Oh, and PS. Whoever tattled to my mom? About my blog? I will find you out. She is demanding explanation. Do NOT tell her about the Bookmobile. I just can't handle one more "Marsha shouldn't be driving" remark. Yeah. Thanks.

Monday, October 25

It Was Time

I got a new picture! Ms. Amy (bestfriendsince8thgrade) Ellis took pictures for hubby and me yesterday afternoon, despite the impending rain, and did a wonderful job as always. She was kind enough to indulge me by taking a new photo of me for my blog, seeing as the one I am using was taken with a cell phone and is at least 2 years old. I love it, thanks Amy! Hubby says it will be the photo on my book jacket. (I so wish)

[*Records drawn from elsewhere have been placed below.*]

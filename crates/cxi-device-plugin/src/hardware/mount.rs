use std::fs::FileType;
use std::os::unix::fs::FileTypeExt;
use std::path::PathBuf;

use serde::Deserialize;
use serde::Serialize;

/// File type of a mount source, as reported by `lstat`.
#[derive(Debug, Clone, Copy, PartialEq, Eq, Serialize, Deserialize)]
pub enum FileKind {
    Regular,
    Directory,
    Symlink,
    CharDevice,
    BlockDevice,
    Fifo,
    Socket,
    Unknown,
}

impl FileKind {
    pub fn from_file_type(file_type: FileType) -> Self {
        if file_type.is_file() {
            Self::Regular
        } else if file_type.is_dir() {
            Self::Directory
        } else if file_type.is_symlink() {
            Self::Symlink
        } else if file_type.is_char_device() {
            Self::CharDevice
        } else if file_type.is_block_device() {
            Self::BlockDevice
        } else if file_type.is_fifo() {
            Self::Fifo
        } else if file_type.is_socket() {
            Self::Socket
        } else {
            Self::Unknown
        }
    }

    /// Single character tag in `ls -l` style. Empty for unknown types.
    pub const fn tag(self) -> &'static str {
        match self {
            Self::Regular => "-",
            Self::Directory => "d",
            Self::Symlink => "l",
            Self::CharDevice => "c",
            Self::BlockDevice => "b",
            Self::Fifo => "p",
            Self::Socket => "s",
            Self::Unknown => "",
        }
    }
}

/// A host path bind mounted into containers.
#[derive(Debug, Clone, PartialEq, Eq, Serialize, Deserialize)]
pub struct MountRecord {
    /// library the mount belongs to, e.g. `libfabric`
    pub name: String,
    pub host_path: PathBuf,
    pub container_path: PathBuf,
    pub options: Vec<String>,
    pub kind: FileKind,
}
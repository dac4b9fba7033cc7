use std::env;

fn main() {
    if let Err(err) = emit_git_variables() {
        println!("cargo:warning=vergen: {err}");
    }

    let version = env::var("VERSION").unwrap_or_else(|_| "latest".to_string());
    println!("cargo:rustc-env=IMAGE_VERSION={version}");
}

fn emit_git_variables() -> anyhow::Result<()> {
    let mut builder = vergen_git2::Git2Builder::default();

    builder.sha(true);
    builder.dirty(true);

    let git2 = builder.build()?;

    vergen_git2::Emitter::default()
        .fail_on_error()
        .add_instructions(&git2)?
        .emit()
}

As a former Realtor, I have a thing about keeping photos updated. Too many were the occasions that I met a realtor whose photo I had seen a million times and had NO idea that it was the same person. I actually once asked a friend if that was so-and-so's mother, and it turned out it was her. The violator shall remain nameless, but the photo on her cards, signs, and flyers had to be at least 25 years old.

So, all my Realtor friends, please do not be offended. I love you all. But remember Erma Bombeck's advice of "when you look like your passport photo it's time to go home". And make a new rule. When you DON'T look like your business card photo, it is time for a new photo. Call my friend Amy at Images by Amy Ellis. She'll fix you up! By the way, if you still look like your photo after 20 years, then good for you keep using it. But be sure to get a second opinion on that before you do.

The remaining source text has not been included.